• What is expected: Even where a record seems odd, copy it exactly as it appears below.

Collected data entries

● ● ● ●

// src/models/pricing.rs

use chrono::{DateTime, Utc};
use rust_decimal::Decimal;
use serde::{Deserialize, Serialize};
use sqlx::FromRow;
use utoipa::ToSchema;
use uuid::Uuid;

use crate::common::serde_utils::double_option;

// --- Enums (Mapeando o Postgres) ---

#[derive(Debug, Clone, Copy, PartialEq, Eq, Serialize, Deserialize, sqlx::Type, ToSchema)]
#[sqlx(type_name = "commission_type", rename_all = "snake_case")]
#[serde(rename_all = "snake_case")]
pub enum CommissionType {
    Percentage, // commission_value é um percentual (0-100)
    Fixed,      // commission_value é um valor absoluto na moeda
}

#[derive(Debug, Clone, Copy, PartialEq, Eq, Serialize, Deserialize, sqlx::Type, ToSchema)]
#[sqlx(type_name = "fee_payer", rename_all = "snake_case")]
#[serde(rename_all = "snake_case")]
pub enum FeePayer {
    Platform,
    Tourist,
    Vendor,
    Shared,
}

#[derive(Debug, Clone, Copy, PartialEq, Eq, Serialize, Deserialize, sqlx::Type, ToSchema)]
#[sqlx(type_name = "pricing_source", rename_all = "snake_case")]
#[serde(rename_all = "snake_case")]
pub enum PricingSource {
    ServiceOverride,
    ManualTier,
    AutomaticTier,
}

// --- Tiers de Comissão ---

#[derive(Debug, Clone, Serialize, Deserialize, FromRow, ToSchema)]
#[serde(rename_all = "camelCase")]
pub struct PricingTier {
    #[schema(example = "550e8400-e29b-41d4-a716-446655440000")]
    pub id: Uuid,

    #[schema(example = "Gold")]
    pub name: String,

    pub commission_type: CommissionType,

    #[schema(example = "8.5")]
    pub commission_value: Decimal,

    #[schema(example = 25)]
    pub min_monthly_bookings: i32,

    #[schema(example = "4.5")]
    pub min_rating: Option<Decimal>,

    // Menor = mais preferido quando vários tiers são elegíveis
    #[schema(example = 2)]
    pub priority_order: i32,

    pub effective_from: DateTime<Utc>,
    pub effective_until: Option<DateTime<Utc>>,

    #[schema(example = true)]
    pub is_active: bool,
}

impl PricingTier {
    /// Ativo e dentro da janela [effective_from, effective_until).
    pub fn is_active_at(&self, now: DateTime<Utc>) -> bool {
        self.is_active
            && self.effective_from <= now
            && self.effective_until.is_none_or(|until| until > now)
    }
}

#[derive(Debug, Clone, Deserialize, ToSchema)]
#[serde(rename_all = "camelCase")]
pub struct NewPricingTier {
    pub name: String,
    pub commission_type: CommissionType,
    pub commission_value: Decimal,
    pub min_monthly_bookings: i32,
    pub min_rating: Option<Decimal>,
    pub priority_order: i32,
    pub effective_from: DateTime<Utc>,
    pub effective_until: Option<DateTime<Utc>>,
}

/// Campos ausentes mantêm o valor atual.
///
/// `min_rating` e `effective_until` aceitam `null` para limpar a coluna:
/// `Some(None)` limpa, `None` mantém.
#[derive(Debug, Clone, Default, Deserialize, ToSchema)]
#[serde(rename_all = "camelCase")]
pub struct UpdatePricingTier {
    pub name: Option<String>,
    pub commission_type: Option<CommissionType>,
    pub commission_value: Option<Decimal>,
    pub min_monthly_bookings: Option<i32>,
    #[serde(default, deserialize_with = "double_option")]
    #[schema(value_type = Option<f64>)]
    pub min_rating: Option<Option<Decimal>>,
    pub priority_order: Option<i32>,
    #[serde(default, deserialize_with = "double_option")]
    #[schema(value_type = Option<String>, format = DateTime)]
    pub effective_until: Option<Option<DateTime<Utc>>>,
}

// --- Override por Serviço ---

#[derive(Debug, Clone, Serialize, Deserialize, FromRow, ToSchema)]
#[serde(rename_all = "camelCase")]
pub struct ServicePricingOverride {
    pub id: Uuid,
    pub service_id: Uuid,

    #[schema(example = true)]
    pub override_enabled: bool,

    pub override_type: CommissionType,

    #[schema(example = "20")]
    pub override_value: Decimal,

    pub fee_payer: FeePayer,

    // Só fazem sentido quando fee_payer = shared (somam 100)
    #[schema(example = "40")]
    pub tourist_percentage: Option<Decimal>,
    #[schema(example = "60")]
    pub vendor_percentage: Option<Decimal>,

    pub effective_from: DateTime<Utc>,
    pub effective_until: Option<DateTime<Utc>>,

    #[schema(example = "admin@tourism.app")]
    pub created_by: String,
}

#[derive(Debug, Clone, Deserialize, ToSchema)]
#[serde(rename_all = "camelCase")]
pub struct NewServicePricingOverride {
    pub service_id: Uuid,
    pub override_type: CommissionType,
    pub override_value: Decimal,
    pub fee_payer: FeePayer,
    pub tourist_percentage: Option<Decimal>,
    pub vendor_percentage: Option<Decimal>,
    pub effective_from: DateTime<Utc>,
    pub effective_until: Option<DateTime<Utc>>,
    pub created_by: String,
}

// --- Resultado do cálculo ---

/// Congelado no momento da reserva; mudanças de tier nunca alteram reservas antigas.
#[derive(Debug, Clone, PartialEq, Serialize, Deserialize, ToSchema)]
#[serde(rename_all = "camelCase")]
pub struct PaymentBreakdown {
    #[schema(example = "100000")]
    pub gross_amount: Decimal,

    pub commission_type: CommissionType,

    // Percentual efetivo (para taxa fixa: fee / gross * 100)
    #[schema(example = "20")]
    pub commission_rate: Decimal,

    #[schema(example = "20000")]
    pub commission_amount: Decimal,

    #[schema(example = "88000")]
    pub vendor_payout_amount: Decimal,

    // O que o turista efetivamente paga (bookings.total_amount)
    #[schema(example = "108000")]
    pub tourist_total_amount: Decimal,

    #[schema(example = "8000")]
    pub tourist_fee_share: Decimal,

    #[schema(example = "12000")]
    pub vendor_fee_share: Decimal,

    pub fee_payer: FeePayer,
    pub source: PricingSource,

    pub tier_id: Option<Uuid>,
    pub override_id: Option<Uuid>,
}

#[cfg(test)]
mod tests {
    use super::*;
    use rust_decimal_macros::dec;

    #[test]
    fn tier_update_tells_null_from_missing() {
        let cleared: UpdatePricingTier =
            serde_json::from_str(r#"{"minRating": null, "effectiveUntil": null}"#).unwrap();
        assert_eq!(cleared.min_rating, Some(None));
        assert_eq!(cleared.effective_until, Some(None));

        let untouched: UpdatePricingTier = serde_json::from_str(r#"{"name": "Gold"}"#).unwrap();
        assert_eq!(untouched.min_rating, None);
        assert_eq!(untouched.effective_until, None);

        let set: UpdatePricingTier = serde_json::from_str(r#"{"minRating": 4.2}"#).unwrap();
        assert_eq!(set.min_rating, Some(Some(dec!(4.2))));
    }
}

● ● ● ●

• Task response:
// src/models/pricing.rs

use chrono::{DateTime, Utc};
use rust_decimal::Decimal;
use serde::{Deserialize, Serialize};
use sqlx::FromRow;
use utoipa::ToSchema;
use uuid::Uuid;

use crate::common::serde_utils::double_option;

// --- Enums (Mapeando o Postgres) ---

#[derive(Debug, Clone, Copy, PartialEq, Eq, Serialize, Deserialize, sqlx::Type, ToSchema)]
#[sqlx(type_name = "commission_type", rename_all = "snake_case")]
#[serde(rename_all = "snake_case")]
pub enum CommissionType {
    Percentage, // commission_value é um percentual (0-100)
    Fixed,      // commission_value é um valor absoluto na moeda
}

#[derive(Debug, Clone, Copy, PartialEq, Eq, Serialize, Deserialize, sqlx::Type, ToSchema)]
#[sqlx(type_name = "fee_payer", rename_all = "snake_case")]
#[serde(rename_all = "snake_case")]
pub enum FeePayer {
    Platform,
    Tourist,
    Vendor,
    Shared,
}

#[derive(Debug, Clone, Copy, PartialEq, Eq, Serialize, Deserialize, sqlx::Type, ToSchema)]
#[sqlx(type_name = "pricing_source", rename_all = "snake_case")]
#[serde(rename_all = "snake_case")]
pub enum PricingSource {
    ServiceOverride,
    ManualTier,
    AutomaticTier,
}

// --- Tiers de Comissão ---

#[derive(Debug, Clone, Serialize, Deserialize, FromRow, ToSchema)]
#[serde(rename_all = "camelCase")]
pub struct PricingTier {
    #[schema(example = "550e8400-e29b-41d4-a716-446655440000")]
    pub id: Uuid,

    #[schema(example = "Gold")]
    pub name: String,

    pub commission_type: CommissionType,

    #[schema(example = "8.5")]
    pub commission_value: Decimal,

    #[schema(example = 25)]
    pub min_monthly_bookings: i32,

    #[schema(example = "4.5")]
    pub min_rating: Option<Decimal>,

    // Menor = mais preferido quando vários tiers são elegíveis
    #[schema(example = 2)]
    pub priority_order: i32,

    pub effective_from: DateTime<Utc>,
    pub effective_until: Option<DateTime<Utc>>,

    #[schema(example = true)]
    pub is_active: bool,
}

impl PricingTier {
    /// Ativo e dentro da janela [effective_from, effective_until).
    pub fn is_active_at(&self, now: DateTime<Utc>) -> bool {
        self.is_active
            && self.effective_from <= now
            && self.effective_until.is_none_or(|until| until > now)
    }
}

#[derive(Debug, Clone, Deserialize, ToSchema)]
#[serde(rename_all = "camelCase")]
pub struct NewPricingTier {
    pub name: String,
    pub commission_type: CommissionType,
    pub commission_value: Decimal,
    pub min_monthly_bookings: i32,
    pub min_rating: Option<Decimal>,
    pub priority_order: i32,
    pub effective_from: DateTime<Utc>,
    pub effective_until: Option<DateTime<Utc>>,
}

/// Campos ausentes mantêm o valor atual.
///
/// `min_rating` e `effective_until` aceitam `null` para limpar a coluna:
/// `Some(None)` limpa, `None` mantém.
#[derive(Debug, Clone, Default, Deserialize, ToSchema)]
#[serde(rename_all = "camelCase")]
pub struct UpdatePricingTier {
    pub name: Option<String>,
    pub commission_type: Option<CommissionType>,
    pub commission_value: Option<Decimal>,
    pub min_monthly_bookings: Option<i32>,
    #[serde(default, deserialize_with = "double_option")]
    #[schema(value_type = Option<f64>)]
    pub min_rating: Option<Option<Decimal>>,
    pub priority_order: Option<i32>,
    #[serde(default, deserialize_with = "double_option")]
    #[schema(value_type = Option<String>, format = DateTime)]
    pub effective_until: Option<Option<DateTime<Utc>>>,
}

// --- Override por Serviço ---

#[derive(Debug, Clone, Serialize, Deserialize, FromRow, ToSchema)]
#[serde(rename_all = "camelCase")]
pub struct ServicePricingOverride {
    pub id: Uuid,
    pub service_id: Uuid,

    #[schema(example = true)]
    pub override_enabled: bool,

    pub override_type: CommissionType,

    #[schema(example = "20")]
    pub override_value: Decimal,

    pub fee_payer: FeePayer,

    // Só fazem sentido quando fee_payer = shared (somam 100)
    #[schema(example = "40")]
    pub tourist_percentage: Option<Decimal>,
    #[schema(example = "60")]
    pub vendor_percentage: Option<Decimal>,

    pub effective_from: DateTime<Utc>,
    pub effective_until: Option<DateTime<Utc>>,

    #[schema(example = "admin@tourism.app")]
    pub created_by: String,
}

#[derive(Debug, Clone, Deserialize, ToSchema)]
#[serde(rename_all = "camelCase")]
pub struct NewServicePricingOverride {
    pub service_id: Uuid,
    pub override_type: CommissionType,
    pub override_value: Decimal,
    pub fee_payer: FeePayer,
    pub tourist_percentage: Option<Decimal>,
    pub vendor_percentage: Option<Decimal>,
    pub effective_from: DateTime<Utc>,
    pub effective_until: Option<DateTime<Utc>>,
    pub created_by: String,
}

// --- Resultado do cálculo ---

/// Congelado no momento da reserva; mudanças de tier nunca alteram reservas antigas.
#[derive(Debug, Clone, PartialEq, Serialize, Deserialize, ToSchema)]
#[serde(rename_all = "camelCase")]
pub struct PaymentBreakdown {
    #[schema(example = "100000")]
    pub gross_amount: Decimal,

    pub commission_type: CommissionType,

    // Percentual efetivo (para taxa fixa: fee / gross * 100)
    #[schema(example = "20")]
    pub commission_rate: Decimal,

    #[schema(example = "20000")]
    pub commission_amount: Decimal,

    #[schema(example = "88000")]
    pub vendor_payout_amount: Decimal,

    // O que o turista efetivamente paga (bookings.total_amount)
    #[schema(example = "108000")]
    pub tourist_total_amount: Decimal,

    #[schema(example = "8000")]
    pub tourist_fee_share: Decimal,

    #[schema(example = "12000")]
    pub vendor_fee_share: Decimal,

    pub fee_payer: FeePayer,
    pub source: PricingSource,

    pub tier_id: Option<Uuid>,
    pub override_id: Option<Uuid>,
}

#[cfg(test)]
mod tests {
    use super::*;
    use rust_decimal_macros::dec;

    #[test]
    fn tier_update_tells_null_from_missing() {
        let cleared: UpdatePricingTier =
            serde_json::from_str(r#"{"minRating": null, "effectiveUntil": null}"#).unwrap();
        assert_eq!(cleared.min_rating, Some(None));
        assert_eq!(cleared.effective_until, Some(None));

        let untouched: UpdatePricingTier = serde_json::from_str(r#"{"name": "Gold"}"#).unwrap();
        assert_eq!(untouched.min_rating, None);
        assert_eq!(untouched.effective_until, None);

        let set: UpdatePricingTier = serde_json::from_str(r#"{"minRating": 4.2}"#).unwrap();
        assert_eq!(set.min_rating, Some(Some(dec!(4.2))));
    }
}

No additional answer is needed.